Mailing List Archives
Authenticated access
|
|
|
[Date Prev][Date Next][Thread Prev][Thread Next][Date Index][Thread Index]
Re: [HTCondor-users] pre-kill warning signals to jobs?
- Date: Wed, 20 Mar 2024 09:22:54 -0500
- From: Greg Thain <gthain@xxxxxxxxxxx>
- Subject: Re: [HTCondor-users] pre-kill warning signals to jobs?

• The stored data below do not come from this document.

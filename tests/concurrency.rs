mod common;

use std::sync::Arc;
use std::sync::atomic::{AtomicBool, Ordering};

use common::{inline_document, static_indexer};
use futures_util::future::join_all;

#[tokio::test(flavor = "multi_thread", worker_threads = 4)]
async fn readers_never_observe_a_partial_set() {
    let (indexer, source) = static_indexer(&inline_document(3));
    indexer.reindex().await.expect("initial publish");

    let stop = Arc::new(AtomicBool::new(false));
    let readers: Vec<_> = (0..4)
        .map(|_| {
            let indexer = Arc::clone(&indexer);
            let stop = Arc::clone(&stop);
            tokio::spawn(async move {
                while !stop.load(Ordering::Relaxed) {
                    let len = indexer.content().len();
                    assert!(len == 3 || len == 8, "torn set of {len} entries");
                    tokio::task::yield_now().await;
                }
            })
        })
        .collect();

    // Alternate between the two document sizes while readers hammer the
    // accessor; any intermediate count fails the reader assertion.
    for round in 0..50 {
        let count = if round % 2 == 0 { 8 } else { 3 };
        source.replace(inline_document(count));
        indexer.reindex().await.expect("valid document");
    }

    stop.store(true, Ordering::Relaxed);
    for result in join_all(readers).await {
        result.expect("reader task");
    }
}

#[tokio::test(flavor = "multi_thread", worker_threads = 4)]
async fn overlapping_reindex_runs_serialize() {
    let (indexer, _source) = static_indexer(&inline_document(5));

    let runs: Vec<_> = (0..8)
        .map(|_| {
            let indexer = Arc::clone(&indexer);
            tokio::spawn(async move { indexer.reindex().await })
        })
        .collect();

    for run in join_all(runs).await {
        run.expect("task").expect("reindex");
    }
    assert_eq!(indexer.content().len(), 5);
}

#[tokio::test(flavor = "multi_thread", worker_threads = 4)]
async fn failing_runs_are_invisible_to_concurrent_readers() {
    let (indexer, source) = static_indexer(&inline_document(4));
    indexer.reindex().await.expect("initial publish");

    let stop = Arc::new(AtomicBool::new(false));
    let reader = {
        let indexer = Arc::clone(&indexer);
        let stop = Arc::clone(&stop);
        tokio::spawn(async move {
            while !stop.load(Ordering::Relaxed) {
                assert_eq!(indexer.content().len(), 4, "reader saw a failed run");
                tokio::task::yield_now().await;
            }
        })
    };

    for _ in 0..25 {
        source.replace(r#"[{"title": "broken"}]"#);
        indexer.reindex().await.expect_err("invalid document");
    }

    stop.store(true, Ordering::Relaxed);
    reader.await.expect("reader task");
}
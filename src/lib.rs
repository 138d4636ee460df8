//! # Contentsmith: Triggered Content Indexing with Atomic Publication
//!
//! Contentsmith ingests a batch of content descriptors from a JSON document,
//! resolves each descriptor's HTML body (inline or through an injected
//! lookup), validates the result, and publishes the collection atomically
//! for concurrent readers.
//!
//! ## Core Concepts
//!
//! - **Content entries**: validated, resolved units of publishable data
//! - **Document source**: injected capability supplying the raw JSON bytes
//! - **HTML resolver**: injected capability mapping reference keys to HTML
//! - **Re-index**: the all-or-nothing rebuild-and-publish operation
//! - **Trigger**: notification plumbing that drives re-index from an
//!   external event source
//!
//! ## Quick Start
//!
//! ```rust
//! use contentsmith::{ContentIndexer, MapResolver, StaticSource};
//!
//! # #[tokio::main(flavor = "current_thread")]
//! # async fn main() {
//! let document = r#"[
//!     {"title": "Getting Started", "html": "<p>welcome</p>"},
//!     {"title": "Deep Dive", "htmlRef": "episode-2"}
//! ]"#;
//!
//! let indexer = ContentIndexer::new(
//!     StaticSource::new(document),
//!     MapResolver::new().with_entry("episode-2", "<p>the deep dive</p>"),
//! );
//!
//! // Readers see nothing until the first successful re-index.
//! assert!(indexer.content().is_empty());
//!
//! indexer.reindex().await.expect("valid document");
//!
//! let content = indexer.content();
//! assert_eq!(content.len(), 2);
//! assert_eq!(content[1].html, "<p>the deep dive</p>");
//! # }
//! ```
//!
//! ## Failure Semantics
//!
//! A re-index run is all-or-nothing. Any failure — unreadable source,
//! non-array document, an item with neither `html` nor `htmlRef`, a
//! malformed `imageUrl`, a resolver error — aborts the run and readers keep
//! the previously published set. See [`errors::IndexError`] for the
//! taxonomy.
//!
//! ## Module Guide
//!
//! - [`content`] - Content entries and raw item records
//! - [`indexer`] - The indexer core: read accessor and re-index operation
//! - [`source`] - Document source seam and implementations
//! - [`resolver`] - HTML resolver seam and implementations
//! - [`trigger`] - Notification channel and background listener
//! - [`errors`] - Re-index failure taxonomy
//! - [`telemetry`] - Tracing bootstrap for demos and hosts

pub mod content;
pub mod errors;
pub mod indexer;
pub mod resolver;
pub mod source;
pub mod telemetry;
pub mod trigger;

pub use content::Content;
pub use errors::IndexError;
pub use indexer::{ContentIndexer, IndexSummary};
pub use resolver::{HtmlResolver, MapResolver, ResolverError};
pub use source::{DocumentSource, FileSource, SourceError, StaticSource};
pub use trigger::{ReindexNotifier, ReindexTrigger};
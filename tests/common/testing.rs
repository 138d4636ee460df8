use std::time::Duration;

/// Polls `condition` every few milliseconds until it holds, panicking after
/// two seconds. Used to observe listener-driven state changes without
/// racing them.
pub async fn wait_until(description: &str, mut condition: impl FnMut() -> bool) {
    for _ in 0..400 {
        if condition() {
            return;
        }
        tokio::time::sleep(Duration::from_millis(5)).await;
    }
    panic!("timed out waiting until {description}");
}
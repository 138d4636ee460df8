//! Re-index failure taxonomy.
//!
//! Every variant aborts the whole run: nothing is recovered locally, no
//! retry is attempted, and the previously published set stays visible to
//! readers. Re-triggering after a failure belongs to the external
//! notification source, not to this crate.

use miette::Diagnostic;
use thiserror::Error;

use crate::resolver::ResolverError;
use crate::source::SourceError;

/// A failed re-index attempt.
#[derive(Debug, Error, Diagnostic)]
pub enum IndexError {
    /// The document source could not produce the current bytes.
    #[error(transparent)]
    #[diagnostic(transparent)]
    Source(#[from] SourceError),

    /// The document is not a JSON array of objects.
    #[error("content document is not a JSON array: {source}")]
    #[diagnostic(
        code(contentsmith::index::parse),
        help("The source document must be a JSON array; each element is one content descriptor.")
    )]
    Parse {
        #[from]
        source: serde_json::Error,
    },

    /// An item carried neither an inline HTML body nor a reference key.
    #[error("item {index} provides neither an HTML body nor a key the HTML may be resolved by")]
    #[diagnostic(
        code(contentsmith::index::validation),
        help("Give each item a non-blank `html` or `htmlRef` field.")
    )]
    Validation {
        index: usize,
        title: Option<String>,
    },

    /// An item's image URL did not parse as an absolute URL.
    #[error("item {index} has a malformed image URL '{value}'")]
    #[diagnostic(
        code(contentsmith::index::image_url),
        help("`imageUrl` must be an absolute URL, e.g. https://example.com/cover.png.")
    )]
    ImageUrl {
        index: usize,
        value: String,
        #[source]
        source: url::ParseError,
    },

    /// The HTML resolver failed for an item's reference key.
    #[error("failed to resolve HTML for reference key '{key}' (item {index})")]
    #[diagnostic(code(contentsmith::index::resolver))]
    Resolver {
        index: usize,
        key: String,
        #[source]
        source: ResolverError,
    },
}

On 3/20/24 03:35, Thomas Hartmann wrote:
Hi all,
a not fully fermented idea, but is there a way in Condor for the
startd to send its job a signal on a predefined condition, e.g., for
something like a warning when memory utilization is getting near to
the requested limit?
Hi Thomas:
I like where you are going, but this may be hard to do with the tools we
have today. Perhaps we need to ferment (and then even distill!) in
order to get something useful to work.
Today, the startd can define a WANT_VACATE, and the job can define a
custom soft-kill signal that will be first sent when WANT_VACATE is
true. So, in theory, you could use these two to send some custom signal
(SIGUSR1, maybe?). HOWEVER, a job can allocate memory very quickly, and
there is a limit to how fast the startd sees the memory usage of the
job. We'll still need a good way to notify the user. I wonder if there
is a way to push the Jupyter notebook into it's own sub-cgroup of the
job, and let the kernel kill the notebook when it goes over memory,
leaving the parent job running to notify the user in some way?
-greg